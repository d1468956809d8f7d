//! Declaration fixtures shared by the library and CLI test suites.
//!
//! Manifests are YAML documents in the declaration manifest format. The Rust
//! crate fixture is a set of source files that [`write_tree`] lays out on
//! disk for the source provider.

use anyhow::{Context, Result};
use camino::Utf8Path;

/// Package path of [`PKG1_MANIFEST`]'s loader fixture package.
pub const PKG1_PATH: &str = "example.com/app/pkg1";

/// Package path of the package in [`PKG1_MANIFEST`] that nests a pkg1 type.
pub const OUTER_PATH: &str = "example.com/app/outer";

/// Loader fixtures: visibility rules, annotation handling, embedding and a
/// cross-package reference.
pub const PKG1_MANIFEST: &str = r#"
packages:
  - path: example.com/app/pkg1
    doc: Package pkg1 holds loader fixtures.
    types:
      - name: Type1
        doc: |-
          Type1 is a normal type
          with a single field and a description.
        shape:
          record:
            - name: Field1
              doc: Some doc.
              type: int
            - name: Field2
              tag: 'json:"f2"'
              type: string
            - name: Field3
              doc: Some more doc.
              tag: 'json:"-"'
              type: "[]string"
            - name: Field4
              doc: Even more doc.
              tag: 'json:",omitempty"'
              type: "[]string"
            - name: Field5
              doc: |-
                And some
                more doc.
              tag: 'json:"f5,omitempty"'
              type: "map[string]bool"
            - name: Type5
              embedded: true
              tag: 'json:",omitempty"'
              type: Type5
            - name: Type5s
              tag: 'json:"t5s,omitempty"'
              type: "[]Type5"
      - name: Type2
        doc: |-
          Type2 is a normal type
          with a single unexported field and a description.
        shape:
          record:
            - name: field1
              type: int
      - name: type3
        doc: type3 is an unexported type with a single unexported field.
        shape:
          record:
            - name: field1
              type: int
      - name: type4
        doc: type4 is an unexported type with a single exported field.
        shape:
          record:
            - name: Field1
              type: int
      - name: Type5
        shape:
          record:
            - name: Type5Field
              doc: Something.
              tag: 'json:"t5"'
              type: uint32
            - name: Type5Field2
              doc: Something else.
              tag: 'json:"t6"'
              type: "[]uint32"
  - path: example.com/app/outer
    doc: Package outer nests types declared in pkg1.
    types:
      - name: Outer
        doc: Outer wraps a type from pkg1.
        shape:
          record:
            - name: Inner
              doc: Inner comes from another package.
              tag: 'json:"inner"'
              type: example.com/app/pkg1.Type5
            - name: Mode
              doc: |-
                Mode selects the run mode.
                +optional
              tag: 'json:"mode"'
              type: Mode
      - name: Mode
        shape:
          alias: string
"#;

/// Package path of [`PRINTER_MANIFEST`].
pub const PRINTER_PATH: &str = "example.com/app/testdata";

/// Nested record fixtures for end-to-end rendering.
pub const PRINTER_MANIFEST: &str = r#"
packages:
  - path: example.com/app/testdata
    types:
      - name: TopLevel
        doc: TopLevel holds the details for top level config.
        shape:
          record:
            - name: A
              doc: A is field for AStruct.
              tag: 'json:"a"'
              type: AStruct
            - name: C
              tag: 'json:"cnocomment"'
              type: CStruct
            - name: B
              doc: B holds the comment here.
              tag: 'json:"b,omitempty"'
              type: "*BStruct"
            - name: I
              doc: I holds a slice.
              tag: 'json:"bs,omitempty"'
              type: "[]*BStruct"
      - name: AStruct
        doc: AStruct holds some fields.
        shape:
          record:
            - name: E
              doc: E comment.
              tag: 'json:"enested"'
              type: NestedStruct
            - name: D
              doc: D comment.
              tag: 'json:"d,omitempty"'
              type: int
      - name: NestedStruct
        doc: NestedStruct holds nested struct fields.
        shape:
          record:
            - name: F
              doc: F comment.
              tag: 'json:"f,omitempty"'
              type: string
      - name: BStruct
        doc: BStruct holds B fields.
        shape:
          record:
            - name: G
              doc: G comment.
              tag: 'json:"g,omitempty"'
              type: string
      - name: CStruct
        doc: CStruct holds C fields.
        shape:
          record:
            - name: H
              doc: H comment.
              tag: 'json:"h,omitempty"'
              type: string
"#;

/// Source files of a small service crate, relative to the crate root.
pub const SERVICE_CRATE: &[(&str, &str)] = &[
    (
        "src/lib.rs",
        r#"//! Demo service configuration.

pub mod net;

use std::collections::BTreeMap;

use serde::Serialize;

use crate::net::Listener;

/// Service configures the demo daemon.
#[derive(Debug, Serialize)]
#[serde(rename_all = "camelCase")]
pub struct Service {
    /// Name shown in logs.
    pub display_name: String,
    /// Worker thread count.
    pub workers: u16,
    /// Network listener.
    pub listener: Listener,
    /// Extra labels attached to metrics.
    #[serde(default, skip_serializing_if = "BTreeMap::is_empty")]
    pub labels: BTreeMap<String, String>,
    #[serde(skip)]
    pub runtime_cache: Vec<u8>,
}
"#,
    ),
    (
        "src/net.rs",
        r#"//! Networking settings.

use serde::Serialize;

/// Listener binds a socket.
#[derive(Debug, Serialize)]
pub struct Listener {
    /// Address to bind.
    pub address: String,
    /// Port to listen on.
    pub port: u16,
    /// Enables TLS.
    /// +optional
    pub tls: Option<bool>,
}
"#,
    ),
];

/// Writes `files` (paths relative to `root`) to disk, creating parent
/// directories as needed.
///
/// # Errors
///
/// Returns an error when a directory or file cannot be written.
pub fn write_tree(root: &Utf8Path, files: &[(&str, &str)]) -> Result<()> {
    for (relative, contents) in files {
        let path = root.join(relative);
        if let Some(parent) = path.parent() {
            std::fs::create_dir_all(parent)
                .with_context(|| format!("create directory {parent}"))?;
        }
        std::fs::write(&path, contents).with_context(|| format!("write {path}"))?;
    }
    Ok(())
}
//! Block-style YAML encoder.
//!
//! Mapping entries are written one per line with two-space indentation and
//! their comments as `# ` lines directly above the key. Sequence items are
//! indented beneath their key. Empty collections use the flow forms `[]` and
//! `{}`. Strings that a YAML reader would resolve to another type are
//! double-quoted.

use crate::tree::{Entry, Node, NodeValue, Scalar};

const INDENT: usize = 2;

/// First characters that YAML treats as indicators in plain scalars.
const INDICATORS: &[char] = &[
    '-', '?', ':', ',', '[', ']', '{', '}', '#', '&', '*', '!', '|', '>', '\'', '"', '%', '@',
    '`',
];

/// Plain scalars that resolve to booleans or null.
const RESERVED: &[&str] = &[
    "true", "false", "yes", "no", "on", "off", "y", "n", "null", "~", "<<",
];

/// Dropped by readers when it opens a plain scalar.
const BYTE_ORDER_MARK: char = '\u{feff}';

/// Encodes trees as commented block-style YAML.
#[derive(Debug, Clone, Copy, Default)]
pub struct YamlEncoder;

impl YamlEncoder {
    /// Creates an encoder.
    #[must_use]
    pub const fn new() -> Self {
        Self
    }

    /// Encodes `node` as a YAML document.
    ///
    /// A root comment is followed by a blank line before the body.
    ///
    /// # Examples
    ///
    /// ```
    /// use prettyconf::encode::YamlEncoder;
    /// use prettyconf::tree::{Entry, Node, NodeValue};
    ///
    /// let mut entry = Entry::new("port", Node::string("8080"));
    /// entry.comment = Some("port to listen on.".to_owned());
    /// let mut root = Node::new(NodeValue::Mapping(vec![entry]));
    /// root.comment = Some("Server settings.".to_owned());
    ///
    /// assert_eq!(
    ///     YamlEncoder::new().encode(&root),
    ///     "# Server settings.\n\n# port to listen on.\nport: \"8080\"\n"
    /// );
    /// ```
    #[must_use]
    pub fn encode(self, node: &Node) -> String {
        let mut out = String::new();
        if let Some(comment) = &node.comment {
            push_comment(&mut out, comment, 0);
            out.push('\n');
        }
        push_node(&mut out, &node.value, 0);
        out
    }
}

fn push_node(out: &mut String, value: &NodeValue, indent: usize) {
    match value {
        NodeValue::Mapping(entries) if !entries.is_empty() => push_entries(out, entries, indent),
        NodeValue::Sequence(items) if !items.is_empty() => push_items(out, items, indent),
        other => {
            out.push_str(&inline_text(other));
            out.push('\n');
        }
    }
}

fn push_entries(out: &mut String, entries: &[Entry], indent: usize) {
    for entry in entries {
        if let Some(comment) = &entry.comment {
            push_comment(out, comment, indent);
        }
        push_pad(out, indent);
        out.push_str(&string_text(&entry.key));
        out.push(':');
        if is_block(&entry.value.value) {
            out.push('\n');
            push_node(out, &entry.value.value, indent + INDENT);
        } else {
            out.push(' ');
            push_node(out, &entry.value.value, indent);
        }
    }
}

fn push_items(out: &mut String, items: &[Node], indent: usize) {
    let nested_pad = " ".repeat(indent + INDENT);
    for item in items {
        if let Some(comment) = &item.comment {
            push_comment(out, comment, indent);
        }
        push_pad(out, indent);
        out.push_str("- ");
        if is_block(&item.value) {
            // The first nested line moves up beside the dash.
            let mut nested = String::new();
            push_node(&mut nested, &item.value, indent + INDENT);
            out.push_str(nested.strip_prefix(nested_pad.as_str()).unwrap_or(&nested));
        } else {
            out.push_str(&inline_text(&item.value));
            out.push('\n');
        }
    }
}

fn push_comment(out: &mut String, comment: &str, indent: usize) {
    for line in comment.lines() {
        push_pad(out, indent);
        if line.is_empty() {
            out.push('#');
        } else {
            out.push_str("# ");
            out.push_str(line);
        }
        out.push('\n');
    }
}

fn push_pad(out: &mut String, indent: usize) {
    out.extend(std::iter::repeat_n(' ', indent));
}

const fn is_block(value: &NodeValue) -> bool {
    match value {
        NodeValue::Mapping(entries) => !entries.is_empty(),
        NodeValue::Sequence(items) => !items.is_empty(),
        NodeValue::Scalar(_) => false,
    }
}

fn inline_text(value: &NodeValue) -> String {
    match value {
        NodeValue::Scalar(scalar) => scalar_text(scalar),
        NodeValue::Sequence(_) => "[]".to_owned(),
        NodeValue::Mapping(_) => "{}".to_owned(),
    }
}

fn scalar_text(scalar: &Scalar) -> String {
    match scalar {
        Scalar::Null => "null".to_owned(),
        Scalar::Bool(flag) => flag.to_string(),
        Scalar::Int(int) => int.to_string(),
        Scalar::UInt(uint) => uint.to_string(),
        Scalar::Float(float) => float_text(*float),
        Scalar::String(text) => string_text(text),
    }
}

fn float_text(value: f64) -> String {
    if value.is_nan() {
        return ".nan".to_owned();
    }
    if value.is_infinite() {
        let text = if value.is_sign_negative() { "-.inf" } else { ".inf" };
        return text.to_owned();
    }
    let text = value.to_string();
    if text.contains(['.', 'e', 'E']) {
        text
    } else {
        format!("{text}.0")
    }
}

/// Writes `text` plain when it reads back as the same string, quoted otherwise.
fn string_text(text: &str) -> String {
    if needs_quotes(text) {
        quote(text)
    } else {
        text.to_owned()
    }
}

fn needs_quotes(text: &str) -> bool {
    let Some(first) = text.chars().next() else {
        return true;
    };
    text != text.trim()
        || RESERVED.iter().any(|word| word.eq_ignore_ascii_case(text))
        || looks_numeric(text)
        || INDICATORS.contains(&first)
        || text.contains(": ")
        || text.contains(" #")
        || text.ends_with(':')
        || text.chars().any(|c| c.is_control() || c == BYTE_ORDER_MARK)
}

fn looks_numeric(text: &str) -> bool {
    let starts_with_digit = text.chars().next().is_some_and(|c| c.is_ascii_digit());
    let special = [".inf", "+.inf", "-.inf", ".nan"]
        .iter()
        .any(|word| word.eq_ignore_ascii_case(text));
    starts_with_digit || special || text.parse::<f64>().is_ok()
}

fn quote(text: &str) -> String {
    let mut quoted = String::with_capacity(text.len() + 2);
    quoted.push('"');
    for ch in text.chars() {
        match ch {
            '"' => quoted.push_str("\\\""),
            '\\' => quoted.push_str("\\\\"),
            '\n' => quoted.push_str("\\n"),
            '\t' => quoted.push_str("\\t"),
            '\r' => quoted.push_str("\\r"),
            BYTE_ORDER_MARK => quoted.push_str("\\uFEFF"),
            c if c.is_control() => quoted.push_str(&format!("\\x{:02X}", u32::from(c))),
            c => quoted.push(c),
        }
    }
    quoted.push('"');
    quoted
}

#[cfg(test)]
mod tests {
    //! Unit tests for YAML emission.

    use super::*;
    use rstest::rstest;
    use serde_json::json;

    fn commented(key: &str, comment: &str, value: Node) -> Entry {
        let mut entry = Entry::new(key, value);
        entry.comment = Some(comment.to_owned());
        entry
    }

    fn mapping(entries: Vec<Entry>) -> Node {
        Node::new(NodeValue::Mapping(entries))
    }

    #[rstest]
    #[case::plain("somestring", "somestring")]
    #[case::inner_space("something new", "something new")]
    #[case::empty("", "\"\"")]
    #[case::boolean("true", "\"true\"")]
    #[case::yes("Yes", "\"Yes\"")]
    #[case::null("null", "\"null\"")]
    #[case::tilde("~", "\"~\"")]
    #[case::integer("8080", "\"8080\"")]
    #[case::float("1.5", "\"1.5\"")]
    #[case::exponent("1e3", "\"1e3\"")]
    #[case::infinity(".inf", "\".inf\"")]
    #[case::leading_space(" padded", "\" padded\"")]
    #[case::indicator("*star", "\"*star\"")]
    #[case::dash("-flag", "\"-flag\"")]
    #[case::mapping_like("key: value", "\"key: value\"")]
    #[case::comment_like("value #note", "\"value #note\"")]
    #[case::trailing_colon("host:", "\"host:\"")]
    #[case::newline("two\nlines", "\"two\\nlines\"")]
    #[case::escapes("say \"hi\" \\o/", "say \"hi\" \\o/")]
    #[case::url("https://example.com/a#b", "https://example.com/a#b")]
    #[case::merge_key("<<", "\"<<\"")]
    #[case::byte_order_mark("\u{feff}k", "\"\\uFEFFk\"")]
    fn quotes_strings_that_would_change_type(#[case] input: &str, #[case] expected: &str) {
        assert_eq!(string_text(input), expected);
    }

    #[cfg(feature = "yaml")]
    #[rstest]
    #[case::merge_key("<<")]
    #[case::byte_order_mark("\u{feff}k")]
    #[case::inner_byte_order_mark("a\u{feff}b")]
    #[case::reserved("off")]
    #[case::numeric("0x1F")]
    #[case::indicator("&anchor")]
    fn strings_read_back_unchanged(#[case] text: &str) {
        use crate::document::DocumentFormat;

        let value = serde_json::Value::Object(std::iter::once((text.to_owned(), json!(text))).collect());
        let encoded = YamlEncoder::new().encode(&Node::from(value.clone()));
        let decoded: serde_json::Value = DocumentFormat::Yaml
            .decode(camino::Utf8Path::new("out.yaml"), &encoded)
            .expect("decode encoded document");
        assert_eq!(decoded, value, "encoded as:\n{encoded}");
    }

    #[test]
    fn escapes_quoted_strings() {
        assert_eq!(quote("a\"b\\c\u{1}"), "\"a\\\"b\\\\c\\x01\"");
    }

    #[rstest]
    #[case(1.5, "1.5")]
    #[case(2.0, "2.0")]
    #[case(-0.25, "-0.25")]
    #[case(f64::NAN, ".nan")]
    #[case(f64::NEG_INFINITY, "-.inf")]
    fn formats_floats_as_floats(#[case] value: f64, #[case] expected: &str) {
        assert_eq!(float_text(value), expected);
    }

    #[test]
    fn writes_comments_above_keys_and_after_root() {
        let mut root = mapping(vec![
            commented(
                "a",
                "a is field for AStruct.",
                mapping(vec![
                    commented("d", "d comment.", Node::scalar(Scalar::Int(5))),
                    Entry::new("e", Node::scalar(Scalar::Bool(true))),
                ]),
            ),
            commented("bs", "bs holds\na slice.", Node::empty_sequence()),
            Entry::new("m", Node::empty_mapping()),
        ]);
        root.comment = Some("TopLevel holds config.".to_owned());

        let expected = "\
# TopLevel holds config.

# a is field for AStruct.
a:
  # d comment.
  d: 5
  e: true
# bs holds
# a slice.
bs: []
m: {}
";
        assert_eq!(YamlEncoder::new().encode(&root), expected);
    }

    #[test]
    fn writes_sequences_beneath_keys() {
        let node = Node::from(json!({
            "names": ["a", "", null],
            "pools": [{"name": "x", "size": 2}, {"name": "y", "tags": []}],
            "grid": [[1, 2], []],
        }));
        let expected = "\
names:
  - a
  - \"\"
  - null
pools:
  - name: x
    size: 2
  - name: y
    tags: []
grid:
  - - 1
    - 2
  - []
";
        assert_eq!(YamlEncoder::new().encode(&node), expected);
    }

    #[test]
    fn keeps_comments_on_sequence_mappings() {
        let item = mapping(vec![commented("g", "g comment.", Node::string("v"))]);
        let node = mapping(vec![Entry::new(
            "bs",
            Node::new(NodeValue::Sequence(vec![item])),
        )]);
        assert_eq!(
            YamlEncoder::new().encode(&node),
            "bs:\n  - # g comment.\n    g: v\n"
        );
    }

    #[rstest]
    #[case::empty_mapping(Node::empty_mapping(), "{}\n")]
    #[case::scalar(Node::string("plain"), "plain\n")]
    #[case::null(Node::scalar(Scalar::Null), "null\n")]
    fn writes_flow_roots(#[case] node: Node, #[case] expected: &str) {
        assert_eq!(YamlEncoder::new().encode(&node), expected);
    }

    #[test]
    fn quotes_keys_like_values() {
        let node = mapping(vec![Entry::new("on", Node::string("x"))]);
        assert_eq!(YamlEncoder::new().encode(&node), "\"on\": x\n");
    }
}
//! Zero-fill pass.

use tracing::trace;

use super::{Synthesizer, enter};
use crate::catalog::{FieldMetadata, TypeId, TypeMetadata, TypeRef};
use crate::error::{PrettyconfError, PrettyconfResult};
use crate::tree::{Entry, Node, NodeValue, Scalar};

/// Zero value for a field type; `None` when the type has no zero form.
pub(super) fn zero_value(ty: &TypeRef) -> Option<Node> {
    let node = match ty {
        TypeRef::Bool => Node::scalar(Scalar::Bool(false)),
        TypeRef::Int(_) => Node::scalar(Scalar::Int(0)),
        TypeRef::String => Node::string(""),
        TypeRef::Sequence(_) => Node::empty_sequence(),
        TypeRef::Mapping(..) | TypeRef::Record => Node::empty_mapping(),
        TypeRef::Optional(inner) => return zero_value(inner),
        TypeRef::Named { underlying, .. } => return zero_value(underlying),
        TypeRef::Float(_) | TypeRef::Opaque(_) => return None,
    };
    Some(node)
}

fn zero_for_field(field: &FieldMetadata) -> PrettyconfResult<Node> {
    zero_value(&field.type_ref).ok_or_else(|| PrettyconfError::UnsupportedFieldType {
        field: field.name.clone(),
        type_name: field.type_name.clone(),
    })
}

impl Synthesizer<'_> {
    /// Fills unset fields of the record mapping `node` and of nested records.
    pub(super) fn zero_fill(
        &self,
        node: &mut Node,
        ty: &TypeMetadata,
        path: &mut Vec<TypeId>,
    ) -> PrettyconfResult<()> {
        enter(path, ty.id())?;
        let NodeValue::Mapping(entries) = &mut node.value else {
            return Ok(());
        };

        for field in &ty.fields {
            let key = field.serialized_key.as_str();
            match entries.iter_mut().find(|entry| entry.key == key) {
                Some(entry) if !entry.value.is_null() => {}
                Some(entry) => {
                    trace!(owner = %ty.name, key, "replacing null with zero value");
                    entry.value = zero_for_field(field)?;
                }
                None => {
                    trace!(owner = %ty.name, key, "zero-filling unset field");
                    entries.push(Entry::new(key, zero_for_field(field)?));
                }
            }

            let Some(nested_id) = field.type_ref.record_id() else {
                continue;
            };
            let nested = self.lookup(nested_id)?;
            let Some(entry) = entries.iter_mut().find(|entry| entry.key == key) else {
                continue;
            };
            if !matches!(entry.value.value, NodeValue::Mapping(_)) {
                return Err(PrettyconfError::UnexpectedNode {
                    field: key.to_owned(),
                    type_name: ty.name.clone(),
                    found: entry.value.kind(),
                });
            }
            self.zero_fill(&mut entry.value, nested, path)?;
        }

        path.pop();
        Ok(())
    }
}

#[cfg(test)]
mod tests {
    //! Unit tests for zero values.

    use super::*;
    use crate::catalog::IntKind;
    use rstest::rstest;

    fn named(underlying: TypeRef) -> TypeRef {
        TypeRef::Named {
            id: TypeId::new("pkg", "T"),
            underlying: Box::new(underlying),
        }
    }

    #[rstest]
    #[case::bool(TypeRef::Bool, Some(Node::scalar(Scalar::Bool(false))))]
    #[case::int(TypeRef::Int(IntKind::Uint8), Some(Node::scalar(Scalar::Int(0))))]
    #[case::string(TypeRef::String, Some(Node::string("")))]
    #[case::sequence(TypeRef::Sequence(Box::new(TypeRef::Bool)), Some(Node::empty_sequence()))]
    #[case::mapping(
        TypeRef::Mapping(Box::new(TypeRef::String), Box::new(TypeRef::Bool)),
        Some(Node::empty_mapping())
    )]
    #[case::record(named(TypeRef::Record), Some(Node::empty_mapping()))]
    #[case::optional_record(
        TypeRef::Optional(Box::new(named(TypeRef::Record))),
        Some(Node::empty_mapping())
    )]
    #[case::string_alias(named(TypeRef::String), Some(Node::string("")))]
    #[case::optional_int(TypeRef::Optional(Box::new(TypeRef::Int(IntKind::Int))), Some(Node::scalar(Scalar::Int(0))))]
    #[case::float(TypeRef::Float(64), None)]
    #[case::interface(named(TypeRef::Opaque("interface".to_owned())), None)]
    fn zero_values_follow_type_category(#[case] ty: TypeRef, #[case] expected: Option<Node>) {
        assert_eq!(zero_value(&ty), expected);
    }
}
════
## TASK TO CARRY OUT
The lines above from the one with "for end-to-end rendering." through the one with "- name: AStruct" are to be duplicated exactly, ends included, with nothing added.

## TASK ANSWER
/// Nested record fixtures for end-to-end rendering.
pub const PRINTER_MANIFEST: &str = r#"
packages:
  - path: example.com/app/testdata
    types:
      - name: TopLevel
        doc: TopLevel holds the details for top level config.
        shape:
          record:
            - name: A
              doc: A is field for AStruct.
              tag: 'json:"a"'
              type: AStruct
            - name: C
              tag: 'json:"cnocomment"'
              type: CStruct
            - name: B
              doc: B holds the comment here.
              tag: 'json:"b,omitempty"'
              type: "*BStruct"
            - name: I
              doc: I holds a slice.
              tag: 'json:"bs,omitempty"'
              type: "[]*BStruct"
      - name: AStruct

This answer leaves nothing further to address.